**WORK ORDER**
Range to output from the entries below: the line containing "with the configured" through the line containing "RiemannSolverKind::Cgf | RiemannSolverKind::Hllc". Set it down exactly, ends included, nothing else.

**LISTED ENTRIES**
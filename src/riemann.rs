//! The approximate Riemann solver suite.
//!
//! Every solve is a pure function of one interface's left/right states and
//! an auxiliary record; nothing here prints, panics or touches shared
//! mutable state. Non-convergence in the iterative solver is reported
//! through [`CgStatus`] and escalated by the host-side sweep.

use std::fmt::Display;

use crate::config::{PpmTempFix, RiemannConfig, RiemannSolverKind};
use crate::eos::{EosMode, EosState, GammaLaw};
use crate::geometry::Direction;
use crate::layout::PrimLayout;

pub mod cg;
pub mod cgf;
pub mod flux;
pub mod hll;
pub mod hllc;

pub use cg::{riemanncg, wsqge, PstarHistory};
pub use cgf::riemannus;
pub use flux::compute_flux_q;
pub use hll::hll;
pub use hllc::{hllc, hllc_with_state};

/// Numerical constants shared by the solvers.
pub(crate) mod tol {
    /// Generic relative floor for wave-speed spreads.
    pub const SMALL: f64 = 1.0e-8;
    /// Velocities below this fraction of the input speeds are snapped to
    /// zero so a mirrored problem yields an exactly stationary contact.
    pub const SMALLU: f64 = 1.0e-12;
    /// Relative pressure jump below which a wave is treated as acoustic.
    pub const SMLP1: f64 = 1.0e-10;
    /// Threshold for a weak wave in the CG secant update.
    pub const WEAKWV: f64 = 1.0e-3;
    /// Relative spread below which the HLL bounds are degenerate.
    pub const HLL_SPREAD: f64 = 1.0e-10;
    /// Bisection runs this many times the secant iteration budget.
    pub const PSTAR_BISECT_FACTOR: usize = 5;
}

/// Radiation extension of an interface state.
#[derive(Clone, Debug, Default)]
pub struct RadRiemannState {
    /// Gas-only pressure.
    pub p_g: f64,
    /// Gas-only internal energy density.
    pub rhoe_g: f64,
    /// Gas-only sound-speed gamma.
    pub gamcg: f64,
    /// Per-group flux limiters.
    pub lam: Vec<f64>,
    /// Per-group radiation energies.
    pub er: Vec<f64>,
}

/// Primitive state on one side of an interface, or the sampled Godunov
/// state a solver hands back. Velocities are stored in solve-local roles
/// (normal, two transverse); the flux assembler undoes the permutation.
#[derive(Clone, Debug, Default)]
pub struct RiemannState {
    pub rho: f64,
    pub un: f64,
    pub ut: f64,
    pub utt: f64,
    pub p: f64,
    /// Internal energy density (rho e).
    pub rhoe: f64,
    /// Sound-speed gamma.
    pub gamc: f64,
    pub rad: Option<RadRiemannState>,
}

impl RiemannState {
    pub fn new(rho: f64, un: f64, ut: f64, utt: f64, p: f64, rhoe: f64, gamc: f64) -> Self {
        Self { rho, un, ut, utt, p, rhoe, gamc, rad: None }
    }

    pub fn with_radiation(mut self, rad: RadRiemannState) -> Self {
        self.rad = Some(rad);
        self
    }
}

impl Display for RiemannState {
    fn fmt(&self, f: &mut std::fmt::Formatter<'_>) -> std::fmt::Result {
        write!(
            f,
            "rho: {}\nun: {}\nut: {}\nutt: {}\np: {}\nrhoe: {}\ngamc: {}",
            self.rho, self.un, self.ut, self.utt, self.p, self.rhoe, self.gamc
        )
    }
}

/// Derived per-interface scalars, computed once before solver dispatch and
/// read-only to the solvers.
#[derive(Clone, Copy, Debug)]
pub struct RiemannAux {
    /// Floor sound speed.
    pub csmall: f64,
    /// Average sound speed of the two zones.
    pub cavg: f64,
    /// 0 on a hard wall or symmetry plane, 1 elsewhere; multiplies the
    /// interface normal velocity so wall fluxes are exactly zero.
    pub bnd_fac: f64,
}

impl RiemannAux {
    pub fn new(cl: f64, cr: f64, bnd_fac: f64) -> Self {
        Self {
            csmall: tol::SMALL.max(tol::SMALL * cl.max(cr)),
            cavg: 0.5 * (cl + cr),
            bnd_fac,
        }
    }
}

impl Display for RiemannAux {
    fn fmt(&self, f: &mut std::fmt::Formatter<'_>) -> std::fmt::Result {
        write!(
            f,
            "csmall: {}\ncavg: {}\nbnd_fac: {}",
            self.csmall, self.cavg, self.bnd_fac
        )
    }
}

/// Outcome of one iterative solve. Pure kernels return this instead of
/// printing or aborting; the host aggregates after the sweep.
#[derive(Clone, Copy, PartialEq, Eq, Debug)]
pub enum CgStatus {
    Converged,
    /// The secant iteration did not converge but a fallback produced a
    /// usable star pressure.
    FellBack,
    /// No usable star pressure; fatal once control returns to the host.
    Failed,
}

/// Build the left/right solver inputs from two zone primitive states,
/// permuting velocities into normal/transverse roles and applying the
/// density and pressure floors.
#[allow(clippy::too_many_arguments)]
pub fn load_input_states(
    ql: &[f64],
    qr: &[f64],
    gamcl: f64,
    gamcr: f64,
    cl: f64,
    cr: f64,
    bnd_fac: f64,
    dir: Direction,
    prim: &PrimLayout,
    cfg: &RiemannConfig,
) -> (RiemannState, RiemannState, RiemannAux) {
    let ax = dir.axes();
    let left = RiemannState::new(
        ql[prim.qrho].max(cfg.small_dens),
        ql[prim.vel(ax.normal)],
        ql[prim.vel(ax.t1)],
        ql[prim.vel(ax.t2)],
        ql[prim.qpres].max(cfg.small_pres),
        ql[prim.qreint],
        gamcl,
    );
    let right = RiemannState::new(
        qr[prim.qrho].max(cfg.small_dens),
        qr[prim.vel(ax.normal)],
        qr[prim.vel(ax.t1)],
        qr[prim.vel(ax.t2)],
        qr[prim.qpres].max(cfg.small_pres),
        qr[prim.qreint],
        gamcr,
    );
    (left, right, RiemannAux::new(cl, cr, bnd_fac))
}

/// Re-derive interface pressure and internal energy from density, specific
/// energy and composition so the reconstructed edge state is
/// thermodynamically consistent. Active for `ppm_temp_fix == Interfaces`.
pub fn apply_temp_fix(cfg: &RiemannConfig, eos: &GammaLaw, prim: &PrimLayout, q: &mut [f64]) {
    if cfg.ppm_temp_fix != PpmTempFix::Interfaces {
        return;
    }
    let mut state = EosState {
        rho: q[prim.qrho],
        e: q[prim.qreint] / q[prim.qrho],
        // initial guess only; interfaces carry no trustworthy temperature
        t: q[prim.qtemp].max(1.0),
        xn: q[prim.qfs..prim.qfs + prim.n_species].to_vec(),
        ..Default::default()
    };
    eos.eos(EosMode::RhoE, &mut state);
    q[prim.qreint] = state.e * state.rho;
    q[prim.qpres] = state.p;
}

/// Solve for the Godunov state on an interface with the configured
/// state-producing solver.
///
/// The HLLC path computes its flux directly; the state it shares with the
/// rest of the code (pressure-work terms, diagnostics) is the CGF
/// estimate, so that is what an `Hllc` configuration returns here.
pub fn riemann_state(
    cfg: &RiemannConfig,
    ql: &RiemannState,
    qr: &RiemannState,
    raux: &RiemannAux,
    history: Option<&mut PstarHistory>,
) -> (RiemannState, CgStatus) {
    match cfg.solver {
        RiemannSolverKind::Cgf | RiemannSolverKind::Hllc => {
            (cgf::riemannus(ql, qr, raux, cfg), CgStatus::Converged)
        }
        RiemannSolverKind::Cg => cg::riemanncg(ql, qr, raux, cfg, history),
    }
}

**ANSWER BELOW**
/// Solve for the Godunov state on an interface with the configured
/// state-producing solver.
///
/// The HLLC path computes its flux directly; the state it shares with the
/// rest of the code (pressure-work terms, diagnostics) is the CGF
/// estimate, so that is what an `Hllc` configuration returns here.
pub fn riemann_state(
    cfg: &RiemannConfig,
    ql: &RiemannState,
    qr: &RiemannState,
    raux: &RiemannAux,
    history: Option<&mut PstarHistory>,
) -> (RiemannState, CgStatus) {
    match cfg.solver {
        RiemannSolverKind::Cgf | RiemannSolverKind::Hllc => {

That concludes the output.